Simulation of uncertain Optimization problems with applications for train scheduling and machine scheduling
Simulation of uncertain Optimization problems with applications for train scheduling and machine scheduling
Motivation and Technical Background
Uncertainties occur in most practically relevant optimization problems: Often, not all of the important parameters are known in advance. In economic problems, for example, price developments, sales or demand figures have to be estimated. When it comes to technical problems, physical parameters can often be determined only with certain inaccuracies. It is particularly difficult to plan for unexpected interferences as they occur in traffic networks or during the execution of major projects. A set of possible values for these unknown parameters is denoted as a scenario.
In this project, uncertainty or interference should be included already during the planning process by means of simulation. This approach exploits the fact that there are efficient algorithms for finding optimal solutions for a given fixed scenario. On the other hand, the quality of a given solution under various scenarios can be evaluated by simulation. This optimization algorithms and the simulation are to be connected in an iterative process with each other in order to derive robust solutions or good online strategies. By including given probability distributions on the set of possible scenarios, the disadvantages of conservative strategies for robust optimization and online optimization can be mitigated - thus creating new concepts combining robust and stochastic optimization.
The method to be developed for optimization under uncertainty shall be applied to two specific network optimization problems from transport and logistics:
- It shall be used to develop robust (which means "less susceptible to interference") timetables for public transport. Based on real-world data from the software package LinTim, a macroscopic simulation of delays shall be compared with those computed by an agent-based simulation.

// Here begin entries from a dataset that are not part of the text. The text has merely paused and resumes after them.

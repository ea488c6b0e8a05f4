use serde::{Deserialize, Serialize};
use std::fmt;
use uuid::Uuid;

/// Identifier the rendezvous server assigns to each connected socket.
#[derive(Debug, Serialize, Deserialize, Clone, Copy, Hash, Eq, PartialEq)]
#[serde(transparent)]
pub struct ParticipantId(pub Uuid);

impl ParticipantId {
    pub fn new() -> Self {
        Self(Uuid::new_v4())
    }
}

impl Default for ParticipantId {
    fn default() -> Self {
        Self::new()
    }
}

impl fmt::Display for ParticipantId {
    fn fmt(&self, f: &mut fmt::Formatter<'_>) -> fmt::Result {
        write!(f, "{}", self.0)
    }
}

/// Entry of a membership snapshot.
#[derive(Debug, Serialize, Deserialize, Clone, PartialEq, Eq)]
pub struct Participant {
    pub id: ParticipantId,
}

impl From<ParticipantId> for Participant {
    fn from(id: ParticipantId) -> Self {
        Self { id }
    }
}
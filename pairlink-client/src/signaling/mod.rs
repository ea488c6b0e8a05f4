mod channel;
mod handlers;
mod ws_channel;

pub use channel::*;
pub use handlers::*;
pub use ws_channel::*;
use crate::config::TransportConfig;
use crate::media::{LocalTrack, RemoteTrack};
use crate::transport::{Connector, PeerConnection, TransportEvent};
use anyhow::{Context, Result};
use async_trait::async_trait;
use pairlink_core::{IceCandidate, IceServerConfig, SdpKind, SessionDescription};
use std::sync::Arc;
use tokio::sync::mpsc;
use tracing::{debug, info};
use webrtc::api::APIBuilder;
use webrtc::api::interceptor_registry::register_default_interceptors;
use webrtc::api::media_engine::MediaEngine;
use webrtc::ice_transport::ice_candidate::{RTCIceCandidate, RTCIceCandidateInit};
use webrtc::ice_transport::ice_server::RTCIceServer;
use webrtc::interceptor::registry::Registry;
use webrtc::peer_connection::RTCPeerConnection;
use webrtc::peer_connection::configuration::RTCConfiguration;
use webrtc::peer_connection::peer_connection_state::RTCPeerConnectionState;
use webrtc::peer_connection::sdp::session_description::RTCSessionDescription;
use webrtc::rtp_transceiver::rtp_receiver::RTCRtpReceiver;
use webrtc::rtp_transceiver::RTCRtpTransceiver;
use webrtc::track::track_remote::TrackRemote;

/// `PeerConnection` backed by a `webrtc` crate `RTCPeerConnection`.
pub struct WebRtcConnection {
    peer_connection: Arc<RTCPeerConnection>,
}

impl WebRtcConnection {
    /// Builds the connection and wires its callbacks into `event_tx`.
    pub async fn new(config: &TransportConfig, event_tx: mpsc::Sender<TransportEvent>) -> Result<Self> {
        let mut m = MediaEngine::default();
        m.register_default_codecs()?;
        let registry = register_default_interceptors(Registry::new(), &mut m)?;

        let api = APIBuilder::new()
            .with_media_engine(m)
            .with_interceptor_registry(registry)
            .build();

        let rtc_config = RTCConfiguration {
            ice_servers: config.ice_servers.iter().map(to_rtc_ice_server).collect(),
            ..Default::default()
        };

        let peer_connection = Arc::new(
            api.new_peer_connection(rtc_config)
                .await
                .context("Failed to create RTCPeerConnection")?,
        );

        let state_tx = event_tx.clone();
        peer_connection.on_peer_connection_state_change(Box::new(
            move |s: RTCPeerConnectionState| {
                let tx = state_tx.clone();

                Box::pin(async move {
                    info!("Peer connection state changed: {:?}", s);
                    let _ = tx.send(TransportEvent::StateChanged(s)).await;
                })
            },
        ));

        let ice_tx = event_tx.clone();
        peer_connection.on_ice_candidate(Box::new(move |c: Option<RTCIceCandidate>| {
            let tx = ice_tx.clone();

            Box::pin(async move {
                let Some(candidate) = c else { return };
                let Ok(init) = candidate.to_json() else {
                    return;
                };
                let _ = tx
                    .send(TransportEvent::CandidateGenerated(from_rtc_candidate(init)))
                    .await;
            })
        }));

        let track_tx = event_tx;
        peer_connection.on_track(Box::new(
            move |track: Arc<TrackRemote>,
                  _receiver: Arc<RTCRtpReceiver>,
                  _transceiver: Arc<RTCRtpTransceiver>| {
                let tx = track_tx.clone();

                Box::pin(async move {
                    let remote = RemoteTrack::from_remote(&track);
                    debug!(
                        "Remote track {} ({:?}) on stream {}",
                        remote.id, remote.kind, remote.stream_id
                    );
                    let _ = tx.send(TransportEvent::RemoteTrack(remote)).await;
                })
            },
        ));

        Ok(Self { peer_connection })
    }
}

#[async_trait]
impl PeerConnection for WebRtcConnection {
    async fn create_offer(&self) -> Result<SessionDescription> {
        let offer = self.peer_connection.create_offer(None).await?;
        Ok(SessionDescription::offer(offer.sdp))
    }

    async fn create_answer(&self) -> Result<SessionDescription> {
        let answer = self.peer_connection.create_answer(None).await?;
        Ok(SessionDescription::answer(answer.sdp))
    }

    async fn set_local_description(&self, description: &SessionDescription) -> Result<()> {
        let desc = to_rtc_description(description)?;
        self.peer_connection.set_local_description(desc).await?;
        Ok(())
    }

    async fn set_remote_description(&self, description: &SessionDescription) -> Result<()> {
        let desc = to_rtc_description(description)?;
        self.peer_connection.set_remote_description(desc).await?;
        Ok(())
    }

    async fn add_ice_candidate(&self, candidate: &IceCandidate) -> Result<()> {
        let init = RTCIceCandidateInit {
            candidate: candidate.candidate.clone(),
            sdp_mid: candidate.sdp_mid.clone(),
            sdp_mline_index: candidate.sdp_m_line_index,
            username_fragment: candidate.username_fragment.clone(),
        };
        self.peer_connection.add_ice_candidate(init).await?;
        Ok(())
    }

    async fn add_track(&self, track: LocalTrack) -> Result<()> {
        let track_id = track.id().to_owned();
        let rtp_sender = self
            .peer_connection
            .add_track(track)
            .await
            .with_context(|| format!("Failed to add track {track_id}"))?;

        // RTCP has to be drained for interceptors to keep working.
        tokio::spawn(async move {
            let mut rtcp_buf = vec![0u8; 1500];
            while rtp_sender.read(&mut rtcp_buf).await.is_ok() {}
            debug!("RTCP reader for track {} stopped", track_id);
        });
        Ok(())
    }

    async fn close(&self) -> Result<()> {
        self.peer_connection.close().await?;
        Ok(())
    }
}

/// Default connector: one `WebRtcConnection` per session.
#[derive(Clone, Default)]
pub struct WebRtcConnector;

#[async_trait]
impl Connector for WebRtcConnector {
    async fn connect(
        &self,
        config: &TransportConfig,
        events: mpsc::Sender<TransportEvent>,
    ) -> Result<Arc<dyn PeerConnection>> {
        let connection = WebRtcConnection::new(config, events).await?;
        Ok(Arc::new(connection))
    }
}

fn to_rtc_ice_server(server: &IceServerConfig) -> RTCIceServer {
    RTCIceServer {
        urls: server.urls.clone(),
        username: server.username.clone().unwrap_or_default(),
        credential: server.credential.clone().unwrap_or_default(),
    }
}

fn to_rtc_description(description: &SessionDescription) -> Result<RTCSessionDescription> {
    let sdp = description.sdp().to_owned();
    let desc = match description.kind() {
        SdpKind::Offer => RTCSessionDescription::offer(sdp),
        SdpKind::Answer => RTCSessionDescription::answer(sdp),
    };
    desc.with_context(|| format!("Malformed {} SDP", description.kind()))
}

fn from_rtc_candidate(init: RTCIceCandidateInit) -> IceCandidate {
    IceCandidate {
        candidate: init.candidate,
        sdp_mid: init.sdp_mid,
        sdp_m_line_index: init.sdp_mline_index,
        username_fragment: init.username_fragment,
    }
}
use glam::{Mat4, Vec2, Vec3};

/// Perspective camera looking down -z, parented to a [`CameraRig`].
///
/// `local` is the camera's position inside the rig. Scrolling writes
/// `local.y`; `local.z` is the fixed viewing depth and is never touched
/// after setup.
pub struct Camera {
    pub local: Vec3,
    pub fov_y: f32,
    pub aspect: f32,
    pub z_near: f32,
    pub z_far: f32,
}

impl Camera {
    pub fn new(fov_y_deg: f32, width: u32, height: u32, z_near: f32, z_far: f32, depth: f32) -> Self {
        Self {
            local: Vec3::new(0.0, 0.0, depth),
            fov_y: fov_y_deg.to_radians(),
            aspect: aspect_ratio(width, height),
            z_near,
            z_far,
        }
    }

    pub fn set_aspect(&mut self, width: u32, height: u32) {
        self.aspect = aspect_ratio(width, height);
    }

    /// World-space eye position once the rig offset is applied
    pub fn eye(&self, rig: &CameraRig) -> Vec3 {
        rig.translation() + self.local
    }

    pub fn view(&self, rig: &CameraRig) -> Mat4 {
        // The camera never rotates, so the view is a pure translation
        Mat4::from_translation(-self.eye(rig))
    }

    pub fn projection(&self) -> Mat4 {
        Mat4::perspective_rh(self.fov_y, self.aspect, self.z_near, self.z_far)
    }

    pub fn view_proj(&self, rig: &CameraRig) -> Mat4 {
        self.projection() * self.view(rig)
    }
}

fn aspect_ratio(width: u32, height: u32) -> f32 {
    width.max(1) as f32 / height.max(1) as f32
}

/// Group transform that carries the camera; parallax moves only this
#[derive(Debug, Clone, Copy, Default)]
pub struct CameraRig {
    pub position: Vec2,
}

impl CameraRig {
    pub fn translation(&self) -> Vec3 {
        self.position.extend(0.0)
    }
}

- The individual production sites of the truck manufacturer MAN and the flow of goods between them constitute an economic network that is subject to many uncertainties. Our goal is, to apply our method to real world data provided by MAN, in order to develop strategies for better synchronization of the individual stages of the underlying complex production networks.
State of the art
In the case that uncertainty or interference should already be taken into account in the planning process, we speak generally of an optimization problem under uncertainty. There are various mathematical disciplines that deal with the optimization under uncertainty: In robust optimization no probability distributions of uncertain parameters are provided. Instead, one tries to hedge against the worst case. In stochastic optimization optimal strategies are developed based on a known probability distribution and often aim at a solution with the best expected objective function value. Another objective may be to minimize the likelihood of infeasible or very bad solutions. In online optimization, strategies are developed, how to deal with uncertainties at the time of their occurrence. These three approaches to the treatment of uncertain problems are usually considered separately. Nevertheless, there is some recent work comparing these concepts with each other.
Phenomena to be examined
In order to find a strictly robust solution or a competitive online strategy, the worst case always has to be considered when evaluating a solution or strategy: in robust optimization the planner wants to protect himself against the worst case scenario and in order to determine the competitivity of an online algorithm the worst case has to be considered as well. The basic idea of our approach now is to use such worst-case scenarios to iteratively perform the following two steps:
- For one (or more) fixed scenarios a robust solution or an optimal online strategy is determined by optimization.
- For a given solution or strategy their quality is evaluated through simulation. This way, a worst-case scenario for this solution/strategy is determined.
The worst-case scenario which has been found in the simulation step can then be used as a given scenario in the optimization step. In contrast to simulation-based optimization, simulation is here not just used as a black box but collects insights about worst-case scenarios during the simulation step. These insights then help to determine new solutions or strategies.